I need to parse a Weblogic log file with ANTLR. Here is the example:
Tue Aug 28 09:39:09 MSD 2012 [test] [[ACTIVE] ExecuteThread: '0' for queue: 'weblogic.kernel.Default (self-tuning)'] Alert - There is no user password credential mapper provider configured in your security realm. Oracle Service Bus service account management will be disabled. Configure a user password credential mapper provider if you need OSB service account support.
Sun Sep 02 23:13:00 MSD 2012 [test] [[ACTIVE] ExecuteThread: '5' for queue: 'weblogic.kernel.Default (self-tuning)'] Warning - Timer (Checkpoint) has been triggered with a tick (205 873) that is less than or equal to the last tick that was received (205 873). This could happen in a cluster due to clock synchronization with the timer authority. The current trigger will be ignored, and operation will be skipped.

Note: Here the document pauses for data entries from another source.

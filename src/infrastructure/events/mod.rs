//! In-process transport for analytics events.

mod channel_publisher;

pub use channel_publisher::ChannelPublisher;
//! Redis-backed fixed-window-with-block rate limiter.

use async_trait::async_trait;
use redis::{AsyncCommands, Client, Script, aio::ConnectionManager};
use std::time::Duration;
use tracing::info;

use super::service::{RateLimitDecision, RateLimitError, RateLimitQuota, RateLimiter};

/// The whole decision runs as one Lua script so that check-block,
/// increment-counter and set-block are a single indivisible unit. Redis
/// serializes script execution per server, which gives the required
/// per-key ordering without any client-side locking.
///
/// Reply: `{ total_hits, window_pttl_ms, blocked (0/1), block_pttl_ms }`.
const LIMIT_SCRIPT: &str = r#"
local hit_key = KEYS[1]
local block_key = KEYS[2]
local window_ms = tonumber(ARGV[1])
local limit = tonumber(ARGV[2])
local block_ms = tonumber(ARGV[3])

local block_ttl = redis.call('PTTL', block_key)
if block_ttl > 0 then
    local hits = tonumber(redis.call('GET', hit_key) or '0')
    return { hits, redis.call('PTTL', hit_key), 1, block_ttl }
end
if block_ttl == -1 then
    -- Block flag left without expiry: clear it and restart the window.
    redis.call('DEL', block_key)
    redis.call('DEL', hit_key)
end

local hits = redis.call('INCR', hit_key)
local ttl = redis.call('PTTL', hit_key)
if ttl < 0 then
    redis.call('PEXPIRE', hit_key, window_ms)
    ttl = window_ms
end

if hits > limit then
    redis.call('SET', block_key, 1, 'PX', block_ms)
    -- Tie the counter's life to the block: both expire together, so the
    -- first request after the block starts a fresh window at hits = 1.
    redis.call('PEXPIRE', hit_key, block_ms)
    return { hits, block_ms, 1, block_ms }
end

return { hits, ttl, 0, 0 }
"#;

/// Distributed rate limiter executing the window logic atomically in Redis.
pub struct RedisRateLimiter {
    client: ConnectionManager,
    script: Script,
    key_prefix: String,
}

impl RedisRateLimiter {
    /// Connects to Redis and validates the connection with a PING.
    ///
    /// # Errors
    ///
    /// Returns [`RateLimitError::Store`] if the connection cannot be
    /// established. Callers typically fall back to [`super::NullRateLimiter`].
    pub async fn connect(redis_url: &str) -> Result<Self, RateLimitError> {
        let client = Client::open(redis_url)
            .map_err(|e| RateLimitError::Store(format!("Failed to create Redis client: {}", e)))?;

        let manager = ConnectionManager::new(client)
            .await
            .map_err(|e| RateLimitError::Store(format!("Failed to connect to Redis: {}", e)))?;

        let mut test_conn = manager.clone();
        test_conn
            .ping::<()>()
            .await
            .map_err(|e| RateLimitError::Store(format!("Redis PING failed: {}", e)))?;

        info!("✓ Rate limiter connected to Redis");

        Ok(Self {
            client: manager,
            script: Script::new(LIMIT_SCRIPT),
            key_prefix: "throttle:".to_string(),
        })
    }
}

#[async_trait]
impl RateLimiter for RedisRateLimiter {
    async fn hit(
        &self,
        key: &str,
        quota: &RateLimitQuota,
    ) -> Result<RateLimitDecision, RateLimitError> {
        let hit_key = format!("{}{}:hits", self.key_prefix, key);
        let block_key = format!("{}{}:blocked", self.key_prefix, key);
        let mut conn = self.client.clone();

        let reply: Vec<i64> = self
            .script
            .key(&hit_key)
            .key(&block_key)
            .arg(quota.window.as_millis() as u64)
            .arg(quota.limit)
            .arg(quota.block_duration.as_millis() as u64)
            .invoke_async(&mut conn)
            .await
            .map_err(|e| RateLimitError::Store(e.to_string()))?;

        decision_from_reply(&reply)
    }
}

/// Parses the script reply into a decision. PTTL can report `-1`/`-2` for
/// keys without expiry or already gone; those clamp to zero.
fn decision_from_reply(reply: &[i64]) -> Result<RateLimitDecision, RateLimitError> {
    let [hits, window_ttl_ms, blocked, block_ttl_ms] = reply else {
        return Err(RateLimitError::Store(format!(
            "unexpected script reply: {:?}",
            reply
        )));
    };

    Ok(RateLimitDecision {
        blocked: *blocked != 0,
        total_hits: (*hits).max(0) as u64,
        time_to_expire: Duration::from_millis((*window_ttl_ms).max(0) as u64),
        time_to_block_expire: Duration::from_millis((*block_ttl_ms).max(0) as u64),
    })
}
//! Qualtrics ETL Common Library
//!
//! Shared code for the Qualtrics ETL services including:
//! - Database entities, repository, and connection pool
//! - Remote survey platform client abstraction
//! - Error types and handling
//! - Configuration management
//! - Extract file storage
//! - Metrics and observability

pub mod config;
pub mod db;
pub mod errors;
pub mod metrics;
pub mod qualtrics;
pub mod storage;

// Re-export commonly used types
pub use config::AppConfig;
pub use db::{DbPool, Repository};
pub use errors::{AppError, Result};
pub use qualtrics::QualtricsApi;
pub use storage::ExtractStore;

/// Application version
pub const VERSION: &str = env!("CARGO_PKG_VERSION");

Mon Sep 03 10:35:54 MSD 2012 [test] [[ACTIVE] ExecuteThread: '19' for queue: 'weblogic.kernel.Default (self-tuning)'] Info -
[OSB Tracing] Inbound request was received.
Service Ref = Some/URL
URI = Another/URL
Message ID = u-u-i-d
Request metadata =
<xml-fragment>
<tran:headers xsi:type="http:HttpRequestHeaders" xmlns:http="http://www.bea.com/wli/sb/transports/http" xmlns:tran="http://www.bea.com/wli/sb/transports" xmlns:xsi="http://www.w3.org/2001/XMLSchema-instance">
<http:Accept-Encoding>gzip, deflate,gzip, deflate</http:Accept-Encoding>
<http:Connection>Keep-Alive</http:Connection>
<http:Content-Length>666</http:Content-Length>
<http:Content-Type>text/xml; charset=utf-8</http:Content-Type>
<http:Host>some.host.name</http:Host>
<http:SOAPAction>""</http:SOAPAction>
</tran:headers>
<tran:encoding xmlns:tran="http://www.bea.com/wli/sb/transports">utf-8</tran:encoding>
<http:client-host xmlns:http="http://www.bea.com/wli/sb/transports/http">1.2.3.4</http:client-host>
<http:client-address xmlns:http="http://www.bea.com/wli/sb/transports/http">1.2.3.4</http:client-address>
<http:http-method xmlns:http="http://www.bea.com/wli/sb/transports/http">POST</http:http-method>
</xml-fragment>
Payload =
<s:Envelope xmlns:s="http://schemas.xmlsoap.org/soap/envelope/"><XMLHere/></s:Envelope>
I am interested in this part of a log, everything else must be ignored (Date, Service Ref value and Envelope XML should be parsed):
Sun Sep 02 23:13:00 MSD 2012 [test] [[ACTIVE] ExecuteThread: '5' for queue: 'weblogic.kernel.Default (self-tuning)'] Warning - Timer (Checkpoint) has been triggered with a tick (205 873) that is less than or equal to the last tick that was received (205 873). This could happen in a cluster due to clock synchronization with the timer authority. The current trigger will be ignored, and operation will be skipped.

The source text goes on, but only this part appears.